WHAT THIS TASK INVOLVES: Below are the entries; count how many lines contain the word "stderr" and reply with that number alone.

(Collected data)
::::
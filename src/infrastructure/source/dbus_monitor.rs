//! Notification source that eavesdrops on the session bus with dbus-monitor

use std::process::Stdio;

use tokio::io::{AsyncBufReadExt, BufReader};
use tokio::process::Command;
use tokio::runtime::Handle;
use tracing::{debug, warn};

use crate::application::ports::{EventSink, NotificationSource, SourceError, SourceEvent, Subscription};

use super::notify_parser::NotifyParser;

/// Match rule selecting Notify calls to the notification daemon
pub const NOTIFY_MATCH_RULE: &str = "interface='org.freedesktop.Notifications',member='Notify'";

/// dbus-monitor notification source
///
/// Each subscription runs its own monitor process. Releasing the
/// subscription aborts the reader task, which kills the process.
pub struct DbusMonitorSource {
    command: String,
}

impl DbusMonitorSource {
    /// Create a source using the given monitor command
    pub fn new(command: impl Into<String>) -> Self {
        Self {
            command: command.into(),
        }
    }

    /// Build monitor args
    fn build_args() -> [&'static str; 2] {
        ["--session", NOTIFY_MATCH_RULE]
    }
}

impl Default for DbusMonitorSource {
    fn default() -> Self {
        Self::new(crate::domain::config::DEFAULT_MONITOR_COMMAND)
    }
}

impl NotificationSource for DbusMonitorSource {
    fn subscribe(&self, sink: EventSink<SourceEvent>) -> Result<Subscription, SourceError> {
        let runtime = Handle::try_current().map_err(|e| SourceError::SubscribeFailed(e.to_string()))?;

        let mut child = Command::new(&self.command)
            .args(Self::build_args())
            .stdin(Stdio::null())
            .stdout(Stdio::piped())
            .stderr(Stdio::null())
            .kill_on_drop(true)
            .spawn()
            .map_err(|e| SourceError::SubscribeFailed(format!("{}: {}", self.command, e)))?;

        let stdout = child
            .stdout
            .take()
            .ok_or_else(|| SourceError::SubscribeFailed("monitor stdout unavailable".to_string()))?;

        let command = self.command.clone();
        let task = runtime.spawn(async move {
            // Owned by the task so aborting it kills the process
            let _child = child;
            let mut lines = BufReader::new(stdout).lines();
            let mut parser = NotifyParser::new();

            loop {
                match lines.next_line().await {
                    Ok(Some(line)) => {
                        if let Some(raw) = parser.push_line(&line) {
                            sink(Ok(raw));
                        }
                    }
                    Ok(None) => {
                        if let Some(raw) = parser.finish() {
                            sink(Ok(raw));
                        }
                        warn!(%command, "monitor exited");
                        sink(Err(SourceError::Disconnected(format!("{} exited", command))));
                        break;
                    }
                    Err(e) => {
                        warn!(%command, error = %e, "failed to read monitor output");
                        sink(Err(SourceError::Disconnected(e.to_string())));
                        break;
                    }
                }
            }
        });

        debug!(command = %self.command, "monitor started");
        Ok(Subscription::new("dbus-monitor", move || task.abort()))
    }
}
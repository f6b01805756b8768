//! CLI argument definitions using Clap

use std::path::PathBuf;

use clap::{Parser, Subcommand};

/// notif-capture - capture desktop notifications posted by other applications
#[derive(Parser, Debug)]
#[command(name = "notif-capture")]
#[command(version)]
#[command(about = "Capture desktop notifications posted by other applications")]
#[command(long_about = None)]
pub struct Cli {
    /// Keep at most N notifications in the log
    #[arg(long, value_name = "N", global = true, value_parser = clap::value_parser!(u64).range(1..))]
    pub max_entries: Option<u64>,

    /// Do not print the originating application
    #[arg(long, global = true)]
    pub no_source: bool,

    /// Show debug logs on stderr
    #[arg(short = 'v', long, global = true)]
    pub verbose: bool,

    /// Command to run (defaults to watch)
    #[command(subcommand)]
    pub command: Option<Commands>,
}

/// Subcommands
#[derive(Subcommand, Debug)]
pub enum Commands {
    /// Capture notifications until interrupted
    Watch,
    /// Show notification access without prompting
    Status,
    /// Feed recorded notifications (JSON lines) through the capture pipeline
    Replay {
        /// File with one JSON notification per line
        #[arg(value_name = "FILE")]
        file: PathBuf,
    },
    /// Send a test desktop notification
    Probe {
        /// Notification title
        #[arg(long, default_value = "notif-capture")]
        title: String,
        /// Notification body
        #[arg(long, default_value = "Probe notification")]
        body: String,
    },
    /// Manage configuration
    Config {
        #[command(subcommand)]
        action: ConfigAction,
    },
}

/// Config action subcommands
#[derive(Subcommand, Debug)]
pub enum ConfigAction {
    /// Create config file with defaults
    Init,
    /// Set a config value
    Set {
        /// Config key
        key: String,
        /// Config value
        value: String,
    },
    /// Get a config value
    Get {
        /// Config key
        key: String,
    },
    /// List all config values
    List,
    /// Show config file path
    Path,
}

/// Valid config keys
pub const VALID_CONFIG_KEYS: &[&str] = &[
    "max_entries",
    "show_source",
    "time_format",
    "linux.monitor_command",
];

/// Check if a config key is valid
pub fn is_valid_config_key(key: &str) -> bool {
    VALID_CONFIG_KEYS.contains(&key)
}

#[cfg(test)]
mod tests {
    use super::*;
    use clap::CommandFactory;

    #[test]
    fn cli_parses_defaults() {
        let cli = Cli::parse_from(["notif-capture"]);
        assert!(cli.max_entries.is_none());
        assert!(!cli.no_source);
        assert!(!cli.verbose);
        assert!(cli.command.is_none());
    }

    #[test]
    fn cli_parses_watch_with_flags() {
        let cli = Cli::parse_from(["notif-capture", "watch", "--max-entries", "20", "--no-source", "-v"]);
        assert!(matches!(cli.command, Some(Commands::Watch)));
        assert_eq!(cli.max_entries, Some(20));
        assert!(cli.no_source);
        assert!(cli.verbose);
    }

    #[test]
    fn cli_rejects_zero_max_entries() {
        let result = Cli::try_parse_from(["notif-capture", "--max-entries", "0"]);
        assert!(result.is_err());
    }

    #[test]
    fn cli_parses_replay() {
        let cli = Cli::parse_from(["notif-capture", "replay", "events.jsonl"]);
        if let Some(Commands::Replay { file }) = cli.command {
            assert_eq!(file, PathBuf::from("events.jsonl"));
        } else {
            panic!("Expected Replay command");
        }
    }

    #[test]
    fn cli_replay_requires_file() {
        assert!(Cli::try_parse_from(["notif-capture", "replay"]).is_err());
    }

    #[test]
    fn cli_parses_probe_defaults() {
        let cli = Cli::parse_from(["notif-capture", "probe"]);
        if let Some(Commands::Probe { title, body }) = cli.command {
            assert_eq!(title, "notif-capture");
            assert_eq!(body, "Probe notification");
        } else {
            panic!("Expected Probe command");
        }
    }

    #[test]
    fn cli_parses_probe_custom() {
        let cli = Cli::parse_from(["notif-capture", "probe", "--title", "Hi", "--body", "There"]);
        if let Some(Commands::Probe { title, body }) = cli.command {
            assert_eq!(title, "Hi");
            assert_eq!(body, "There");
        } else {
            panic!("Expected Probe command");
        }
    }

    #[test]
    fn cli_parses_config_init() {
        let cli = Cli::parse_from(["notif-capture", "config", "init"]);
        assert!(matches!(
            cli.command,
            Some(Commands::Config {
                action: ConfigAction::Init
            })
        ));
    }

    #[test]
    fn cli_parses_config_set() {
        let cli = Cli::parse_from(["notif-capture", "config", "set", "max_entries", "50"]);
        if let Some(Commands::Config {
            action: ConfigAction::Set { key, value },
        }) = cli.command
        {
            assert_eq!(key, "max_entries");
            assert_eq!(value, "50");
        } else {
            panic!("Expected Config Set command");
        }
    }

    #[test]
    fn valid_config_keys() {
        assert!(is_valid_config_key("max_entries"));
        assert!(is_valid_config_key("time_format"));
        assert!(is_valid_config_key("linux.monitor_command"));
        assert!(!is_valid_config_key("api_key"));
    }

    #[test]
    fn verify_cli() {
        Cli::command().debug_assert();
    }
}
::::
SOLUTION FOR THIS PROBLEM: 2